:: RECORDS FOR THIS EXERCISE ::

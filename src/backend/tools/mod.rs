//! External tool adapters
//!
//! Each external analyzer (linter, type checker, security scanner, coverage
//! reader) is wrapped by one [`ToolAdapter`]: it knows the invocation to
//! build, which exit statuses mean "findings present, not a crash", and how
//! to map the tool's native output into the normalized issue model. The
//! mapping tables are fixed and unit-tested against captured sample output.
//!
//! [`ToolBackend`] lifts one adapter behind the backend contract: it resolves
//! the binary, runs the subprocess with a bounded timeout (killed on drop, so
//! cancellation propagates), and parses captured stdout. A missing or crashed
//! tool degrades only its own backend.

pub mod bandit;
pub mod coverage;
pub mod mypy;
pub mod pylint;

use std::path::PathBuf;
use std::process::Stdio;
use std::sync::Arc;

use crate::backend::{
    Backend, BackendContext, BackendFailure, BackendReport, BackendResult, BoxFuture,
};
use crate::issue::Issue;
use crate::project::Project;
use crate::score::MetricContribution;

pub use bandit::BanditAdapter;
pub use coverage::CoverageAdapter;
pub use mypy::MypyAdapter;
pub use pylint::PylintAdapter;

/// Parsed output of one tool invocation
#[derive(Debug, Default)]
pub struct ToolOutput {
    pub issues: Vec<Issue>,
    pub metrics: Vec<MetricContribution>,
    pub notes: Vec<String>,
}

/// The per-tool subprocess contract
pub trait ToolAdapter: Send + Sync {
    /// Backend/registry name, stamped on every issue
    fn name(&self) -> &'static str;

    /// Executable resolved on PATH before spawning
    fn binary(&self) -> &'static str;

    /// Arguments for one invocation, or `None` when the tool has nothing to
    /// analyze in this project (that is a successful empty result, not a
    /// failure).
    fn invocation(&self, project: &Project, files: &[PathBuf]) -> Option<Vec<String>>;

    /// True for exit statuses that mean the tool ran to completion,
    /// including the tool-specific "findings present" statuses
    fn exit_ok(&self, code: i32) -> bool;

    /// Map captured stdout into normalized output
    fn parse(&self, stdout: &str, project: &Project) -> std::result::Result<ToolOutput, String>;
}

/// One external tool behind the backend contract
pub struct ToolBackend {
    adapter: Arc<dyn ToolAdapter>,
}

impl ToolBackend {
    pub fn new(adapter: Arc<dyn ToolAdapter>) -> Self {
        Self { adapter }
    }
}

impl Backend for ToolBackend {
    fn name(&self) -> &'static str {
        self.adapter.name()
    }

    fn run(&self, ctx: BackendContext) -> BoxFuture<BackendResult> {
        let adapter = Arc::clone(&self.adapter);
        Box::pin(async move {
            let name = adapter.name();

            let binary = which::which(adapter.binary()).map_err(|e| {
                BackendFailure::tool_missing(name, format!("{}: {e}", adapter.binary()))
            })?;

            let args = match adapter.invocation(&ctx.project, &ctx.files) {
                Some(args) => args,
                None => {
                    return Ok(BackendReport {
                        notes: vec![format!("{name}: no applicable files in project")],
                        ..Default::default()
                    })
                }
            };

            tracing::debug!(tool = name, ?args, "invoking external tool");

            let mut command = tokio::process::Command::new(binary);
            command
                .args(&args)
                .current_dir(ctx.project.root())
                .stdin(Stdio::null())
                .stdout(Stdio::piped())
                .stderr(Stdio::piped())
                .kill_on_drop(true);

            let output = tokio::time::timeout(ctx.deadline, command.output())
                .await
                .map_err(|_| BackendFailure::timeout(name, ctx.deadline))?
                .map_err(|e| BackendFailure::crashed(name, e.to_string()))?;

            let code = output.status.code().unwrap_or(-1);
            if !adapter.exit_ok(code) {
                let stderr = String::from_utf8_lossy(&output.stderr);
                let detail: String = stderr.chars().take(200).collect();
                return Err(BackendFailure::crashed(
                    name,
                    format!("exit status {code}: {detail}"),
                ));
            }

            let stdout = String::from_utf8_lossy(&output.stdout);
            let parsed = adapter
                .parse(&stdout, &ctx.project)
                .map_err(|e| BackendFailure::unparseable(name, e))?;

            Ok(BackendReport {
                issues: parsed.issues,
                metrics: parsed.metrics,
                duplicate_pairs: Vec::new(),
                notes: parsed.notes,
            })
        })
    }
}

/// All built-in tool backends, one per adapter
pub fn default_tool_backends() -> Vec<Arc<dyn Backend>> {
    vec![
        Arc::new(ToolBackend::new(Arc::new(PylintAdapter))),
        Arc::new(ToolBackend::new(Arc::new(MypyAdapter))),
        Arc::new(ToolBackend::new(Arc::new(BanditAdapter))),
        Arc::new(ToolBackend::new(Arc::new(CoverageAdapter))),
    ]
}

/// Python sources from the discovered file set, relative to the project root
pub(crate) fn python_files(project: &Project, files: &[PathBuf]) -> Vec<String> {
    files
        .iter()
        .filter(|p| {
            p.extension()
                .and_then(|e| e.to_str())
                .map(|e| e == "py" || e == "pyi")
                .unwrap_or(false)
        })
        .map(|p| project.relative(p).display().to_string())
        .collect()
}

#[cfg(test)]
mod tests {
    use super::*;
    use crate::backend::FailureKind;
    use crate::project::QualityThresholds;
    use std::time::Duration;

    struct AbsentToolAdapter;

    impl ToolAdapter for AbsentToolAdapter {
        fn name(&self) -> &'static str {
            "absent"
        }

        fn binary(&self) -> &'static str {
            "definitely-not-a-real-analyzer-binary"
        }

        fn invocation(&self, _project: &Project, _files: &[PathBuf]) -> Option<Vec<String>> {
            Some(vec![])
        }

        fn exit_ok(&self, code: i32) -> bool {
            code == 0
        }

        fn parse(
            &self,
            _stdout: &str,
            _project: &Project,
        ) -> std::result::Result<ToolOutput, String> {
            Ok(ToolOutput::default())
        }
    }

    #[tokio::test]
    async fn test_missing_binary_is_typed_failure_not_panic() {
        let dir = tempfile::tempdir().unwrap();
        let project =
            Arc::new(Project::new(dir.path(), QualityThresholds::default()).unwrap());
        let backend = ToolBackend::new(Arc::new(AbsentToolAdapter));
        let ctx = BackendContext {
            project,
            files: Arc::new(Vec::new()),
            deadline: Duration::from_secs(5),
        };
        let failure = backend.run(ctx).await.unwrap_err();
        assert_eq!(failure.kind, FailureKind::ToolMissing);
        assert_eq!(failure.backend, "absent");
    }

    #[test]
    fn test_python_files_filters_and_relativizes() {
        let dir = tempfile::tempdir().unwrap();
        let project = Project::new(dir.path(), QualityThresholds::default()).unwrap();
        let files = vec![
            dir.path().join("app.py"),
            dir.path().join("lib.rs"),
            dir.path().join("types.pyi"),
        ];
        let python = python_files(&project, &files);
        assert_eq!(python, vec!["app.py".to_string(), "types.pyi".to_string()]);
    }
}
//! Appraise CLI entry point

use std::process::ExitCode;
use std::time::Duration;

use clap::Parser;
use tracing_subscriber::EnvFilter;

use appraise::cli::{Cli, OutputFormat, ReportView};
use appraise::{
    executive_view, render_text, run_analysis, technical_view, BackendRegistry, EngineError,
    Project, QualityThresholds, RunFailureReason, RunOptions, RunStatus,
};

fn main() -> ExitCode {
    let cli = Cli::parse();
    init_logging(cli.verbose);

    match run(&cli) {
        Ok(output) => {
            println!("{}", output);
            ExitCode::SUCCESS
        }
        Err(e) => {
            eprintln!("Error: {}", e);
            e.exit_code()
        }
    }
}

fn init_logging(verbose: bool) {
    let default_level = if verbose { "debug" } else { "warn" };
    let filter =
        EnvFilter::try_from_default_env().unwrap_or_else(|_| EnvFilter::new(default_level));
    tracing_subscriber::fmt()
        .with_env_filter(filter)
        .with_writer(std::io::stderr)
        .init();
}

fn run(cli: &Cli) -> appraise::Result<String> {
    // 1. Thresholds: defaults, or a flat TOML file
    let thresholds = match &cli.config {
        Some(path) => QualityThresholds::from_toml_file(path)?,
        None => QualityThresholds::default(),
    };

    // 2. Build the immutable project description
    let project = Project::new(&cli.path, thresholds)?
        .with_include(cli.include.clone())
        .with_exclude(cli.exclude.clone());

    // 3. Resolve enabled backends: explicit list, or everything registered
    let backend_names = if cli.backends.is_empty() {
        BackendRegistry::with_defaults().names()
    } else {
        cli.backends.clone()
    };

    // 4. Run the analysis
    let options = RunOptions {
        backend_timeout: Duration::from_secs(cli.timeout_secs),
        max_concurrent_backends: cli.max_parallel,
    };
    let run = run_analysis(project, &backend_names, options)?;

    // 5. A failed run surfaces its specific reason through the exit code
    if let RunStatus::Failed { reason } = &run.status {
        return Err(match reason {
            RunFailureReason::Cancelled { message } => EngineError::Cancelled {
                reason: message.clone(),
            },
            other => EngineError::RunFailed {
                reason: other.to_string(),
            },
        });
    }

    // 6. Assemble the requested view
    let view = match cli.view {
        ReportView::Executive => executive_view(&run, cli.top)?,
        ReportView::Technical => technical_view(&run)?,
    };

    // 7. Print in the requested format
    let output = match cli.format {
        OutputFormat::Json => serde_json::to_string_pretty(&view)
            .map_err(|e| EngineError::validation(format!("serialization failed: {e}")))?,
        OutputFormat::Text => match cli.view {
            ReportView::Executive => render_text(&view),
            ReportView::Technical => serde_json::to_string_pretty(&view)
                .map_err(|e| EngineError::validation(format!("serialization failed: {e}")))?,
        },
    };

    Ok(output)
}
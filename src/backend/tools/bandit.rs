//! Bandit adapter
//!
//! Invokes `bandit -f json` against the project's Python files and maps its
//! security findings into `Security` issues. Contributes the security
//! metric: 100 minus a severity-weighted finding total, floored at zero.

use std::path::PathBuf;

use serde::Deserialize;

use crate::backend::tools::{python_files, ToolAdapter, ToolOutput};
use crate::issue::{Category, Issue, Location, Severity};
use crate::project::Project;
use crate::score::{MetricContribution, MetricKind};

/// Security metric penalty per finding severity
const HIGH_WEIGHT: f64 = 10.0;
const MEDIUM_WEIGHT: f64 = 5.0;
const LOW_WEIGHT: f64 = 1.0;

/// Bandit's JSON document
#[derive(Debug, Deserialize)]
struct BanditReport {
    results: Vec<BanditResult>,
}

#[derive(Debug, Deserialize)]
struct BanditResult {
    filename: String,
    issue_severity: String,
    issue_confidence: String,
    issue_text: String,
    test_id: String,
    line_number: i64,
    col_offset: Option<i64>,
}

fn map_severity(severity: &str) -> Severity {
    match severity.to_uppercase().as_str() {
        "HIGH" => Severity::High,
        "MEDIUM" => Severity::Medium,
        "LOW" => Severity::Low,
        _ => Severity::Low,
    }
}

pub struct BanditAdapter;

impl ToolAdapter for BanditAdapter {
    fn name(&self) -> &'static str {
        "bandit"
    }

    fn binary(&self) -> &'static str {
        "bandit"
    }

    fn invocation(&self, project: &Project, files: &[PathBuf]) -> Option<Vec<String>> {
        let python = python_files(project, files);
        if python.is_empty() {
            return None;
        }
        let mut args = vec!["-f".to_string(), "json".to_string(), "-q".to_string()];
        args.extend(python);
        Some(args)
    }

    fn exit_ok(&self, code: i32) -> bool {
        // 1 means findings at or above the reporting threshold
        code == 0 || code == 1
    }

    fn parse(&self, stdout: &str, _project: &Project) -> std::result::Result<ToolOutput, String> {
        let report: BanditReport = serde_json::from_str(stdout.trim())
            .map_err(|e| format!("expected bandit JSON document: {e}"))?;

        let mut issues = Vec::new();
        let mut penalty = 0.0;
        for result in &report.results {
            let severity = map_severity(&result.issue_severity);
            penalty += match severity {
                Severity::High => HIGH_WEIGHT,
                Severity::Medium => MEDIUM_WEIGHT,
                _ => LOW_WEIGHT,
            };
            issues.push(
                Issue::new(
                    self.name(),
                    &result.test_id,
                    severity,
                    Category::Security,
                    &result.filename,
                    Location::new(
                        result.line_number.max(1) as usize,
                        result.col_offset.unwrap_or(0).max(0) as usize,
                    ),
                    format!(
                        "{} (confidence: {})",
                        result.issue_text,
                        result.issue_confidence.to_lowercase()
                    ),
                )
                .with_suggestion("review the flagged call and validate its inputs"),
            );
        }

        let metric = (100.0 - penalty).max(0.0);
        Ok(ToolOutput {
            issues,
            metrics: vec![MetricContribution::new(MetricKind::Security, metric)],
            notes: vec![format!(
                "bandit reported {} security findings",
                report.results.len()
            )],
        })
    }
}

#[cfg(test)]
mod tests {
    use super::*;
    use crate::project::QualityThresholds;

    /// Captured from bandit 1.7 against a sample file (trimmed to the fields
    /// the adapter reads plus a few it must ignore)
    const SAMPLE_OUTPUT: &str = r#"{
  "errors": [],
  "generated_at": "2024-11-02T10:22:41Z",
  "metrics": {"_totals": {"loc": 40, "nosec": 0}},
  "results": [
    {
      "code": "23 result = subprocess.call(user_input, shell=True)",
      "col_offset": 9,
      "filename": "runner.py",
      "issue_confidence": "HIGH",
      "issue_cwe": {"id": 78, "link": "https://cwe.mitre.org/data/definitions/78.html"},
      "issue_severity": "HIGH",
      "issue_text": "subprocess call with shell=True identified, security issue.",
      "line_number": 23,
      "line_range": [23],
      "more_info": "https://bandit.readthedocs.io/en/1.7.9/plugins/b602_subprocess_popen_with_shell_equals_true.html",
      "test_id": "B602",
      "test_name": "subprocess_popen_with_shell_equals_true"
    },
    {
      "code": "8 password = \"hunter2\"",
      "col_offset": 11,
      "filename": "config.py",
      "issue_confidence": "MEDIUM",
      "issue_cwe": {"id": 259, "link": "https://cwe.mitre.org/data/definitions/259.html"},
      "issue_severity": "LOW",
      "issue_text": "Possible hardcoded password: 'hunter2'",
      "line_number": 8,
      "line_range": [8],
      "more_info": "https://bandit.readthedocs.io/en/1.7.9/plugins/b105_hardcoded_password_string.html",
      "test_id": "B105",
      "test_name": "hardcoded_password_string"
    }
  ]
}"#;

    fn sample_project() -> (tempfile::TempDir, Project) {
        let dir = tempfile::tempdir().unwrap();
        std::fs::write(dir.path().join("runner.py"), "x = 1\n").unwrap();
        let project = Project::new(dir.path(), QualityThresholds::default()).unwrap();
        (dir, project)
    }

    #[test]
    fn test_parse_sample_output() {
        let (_dir, project) = sample_project();
        let output = BanditAdapter.parse(SAMPLE_OUTPUT, &project).unwrap();
        assert_eq!(output.issues.len(), 2);

        let shell = &output.issues[0];
        assert_eq!(shell.severity, Severity::High);
        assert_eq!(shell.category, Category::Security);
        assert_eq!(shell.rule, "B602");
        assert_eq!(shell.start, Location::new(23, 9));
        assert!(shell.message.contains("shell=True"));
        assert!(shell.message.contains("confidence: high"));

        let password = &output.issues[1];
        assert_eq!(password.severity, Severity::Low);
        assert_eq!(password.rule, "B105");
    }

    #[test]
    fn test_security_metric_weighted_by_severity() {
        let (_dir, project) = sample_project();
        let output = BanditAdapter.parse(SAMPLE_OUTPUT, &project).unwrap();
        let metric = &output.metrics[0];
        assert_eq!(metric.kind, MetricKind::Security);
        // one HIGH (10) + one LOW (1) -> 89
        assert_eq!(metric.value, 89.0);
    }

    #[test]
    fn test_clean_report_scores_full() {
        let (_dir, project) = sample_project();
        let output = BanditAdapter
            .parse(r#"{"errors": [], "results": []}"#, &project)
            .unwrap();
        assert!(output.issues.is_empty());
        assert_eq!(output.metrics[0].value, 100.0);
    }

    #[test]
    fn test_garbage_output_is_parse_error() {
        let (_dir, project) = sample_project();
        assert!(BanditAdapter.parse("Traceback (most recent call last)", &project).is_err());
    }

    #[test]
    fn test_exit_code_policy() {
        assert!(BanditAdapter.exit_ok(0));
        assert!(BanditAdapter.exit_ok(1));
        assert!(!BanditAdapter.exit_ok(2));
    }
}
//! Common test utilities and fixtures for appraise integration tests
//!
//! Provides a `TestRepo` builder for laying out on-disk projects with
//! arbitrary source files, plus shorthand for turning one into a `Project`.

use std::fs;
use std::path::Path;

use appraise::{Project, QualityThresholds};
use tempfile::TempDir;

/// An on-disk project fixture, deleted when dropped
pub struct TestRepo {
    dir: TempDir,
}

impl TestRepo {
    pub fn new() -> Self {
        Self {
            dir: TempDir::new().expect("create temp repo"),
        }
    }

    /// Add a file (creating parent directories as needed)
    pub fn file(self, name: &str, content: &str) -> Self {
        let path = self.dir.path().join(name);
        if let Some(parent) = path.parent() {
            fs::create_dir_all(parent).expect("create parent dirs");
        }
        fs::write(path, content).expect("write fixture file");
        self
    }

    pub fn path(&self) -> &Path {
        self.dir.path()
    }

    pub fn project(&self) -> Project {
        Project::new(self.path(), QualityThresholds::default()).expect("valid project")
    }

    pub fn project_with(&self, thresholds: QualityThresholds) -> Project {
        Project::new(self.path(), thresholds).expect("valid project")
    }
}

/// A python function with `branches` independent if-statements, so its
/// cyclomatic complexity is `branches + 1`
pub fn python_function_with_branches(branches: usize) -> String {
    let mut src = String::from("def busy(x):\n    total = 0\n");
    for i in 0..branches {
        src.push_str(&format!("    if x > {i}:\n        total += {i}\n"));
    }
    src.push_str("    return total\n");
    src
}

/// A body of 50 distinct lines, comfortably above the duplication size floor
pub fn fifty_line_body() -> String {
    (0..50)
        .map(|i| format!("value_{i} = compute({i})"))
        .collect::<Vec<_>>()
        .join("\n")
}
//! Error types for the analysis engine
//!
//! The taxonomy separates fatal errors (invalid configuration, a run with no
//! usable signal, external cancellation) from locally-recovered ones: a
//! failing backend becomes a run warning, an unparseable file becomes a
//! single critical issue. Only the fatal classes surface to the caller.

use std::process::ExitCode;

use thiserror::Error;

/// Errors surfaced at the engine boundary
#[derive(Debug, Error)]
pub enum EngineError {
    /// Invalid project or threshold configuration, rejected before a run starts
    #[error("invalid configuration: {message}")]
    Validation { message: String },

    /// A backend or external tool failed; recovered locally, carried as a run warning
    #[error("backend {backend} failed: {message}")]
    Backend { backend: String, message: String },

    /// A single file could not be parsed; recovered locally as a critical issue
    #[error("failed to parse {path}: {message}")]
    Parse { path: String, message: String },

    /// No backend produced any result, or the project path was unreadable
    #[error("analysis run failed: {reason}")]
    RunFailed { reason: String },

    /// The run was cancelled from outside
    #[error("analysis run cancelled: {reason}")]
    Cancelled { reason: String },

    /// A report view was requested for a run that is not in a reportable state
    #[error("report unavailable: run is {status}")]
    ReportUnavailable { status: String },

    #[error("I/O error: {0}")]
    Io(#[from] std::io::Error),
}

impl EngineError {
    /// Map errors to process exit codes for the CLI
    pub fn exit_code(&self) -> ExitCode {
        match self {
            Self::Validation { .. } => ExitCode::from(2),
            Self::RunFailed { .. } => ExitCode::from(3),
            Self::Cancelled { .. } => ExitCode::from(4),
            Self::ReportUnavailable { .. } => ExitCode::from(5),
            Self::Backend { .. } | Self::Parse { .. } => ExitCode::from(6),
            Self::Io(_) => ExitCode::from(7),
        }
    }

    /// Shorthand for a validation error
    pub fn validation(message: impl Into<String>) -> Self {
        Self::Validation {
            message: message.into(),
        }
    }
}

/// Result type alias used throughout the crate
pub type Result<T> = std::result::Result<T, EngineError>;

:::

**ACTIVITY**
Your answer must be the lines above from the one containing "assert_eq!(metric.value, 89.0);" to the one containing "cyclomatic complexity is", both included, restated word for word.

**SOLUTION BELOW**
        assert_eq!(metric.value, 89.0);
    }

    #[test]
    fn test_clean_report_scores_full() {
        let (_dir, project) = sample_project();
        let output = BanditAdapter
            .parse(r#"{"errors": [], "results": []}"#, &project)
            .unwrap();
        assert!(output.issues.is_empty());
        assert_eq!(output.metrics[0].value, 100.0);
    }

    #[test]
    fn test_garbage_output_is_parse_error() {
        let (_dir, project) = sample_project();
        assert!(BanditAdapter.parse("Traceback (most recent call last)", &project).is_err());
    }

    #[test]
    fn test_exit_code_policy() {
        assert!(BanditAdapter.exit_ok(0));
        assert!(BanditAdapter.exit_ok(1));
        assert!(!BanditAdapter.exit_ok(2));
    }
}
//! Common test utilities and fixtures for appraise integration tests
//!
//! Provides a `TestRepo` builder for laying out on-disk projects with
//! arbitrary source files, plus shorthand for turning one into a `Project`.

use std::fs;
use std::path::Path;

use appraise::{Project, QualityThresholds};
use tempfile::TempDir;

/// An on-disk project fixture, deleted when dropped
pub struct TestRepo {
    dir: TempDir,
}

impl TestRepo {
    pub fn new() -> Self {
        Self {
            dir: TempDir::new().expect("create temp repo"),
        }
    }

    /// Add a file (creating parent directories as needed)
    pub fn file(self, name: &str, content: &str) -> Self {
        let path = self.dir.path().join(name);
        if let Some(parent) = path.parent() {
            fs::create_dir_all(parent).expect("create parent dirs");
        }
        fs::write(path, content).expect("write fixture file");
        self
    }

    pub fn path(&self) -> &Path {
        self.dir.path()
    }

    pub fn project(&self) -> Project {
        Project::new(self.path(), QualityThresholds::default()).expect("valid project")
    }

    pub fn project_with(&self, thresholds: QualityThresholds) -> Project {
        Project::new(self.path(), thresholds).expect("valid project")
    }
}

/// A python function with `branches` independent if-statements, so its
/// cyclomatic complexity is `branches + 1`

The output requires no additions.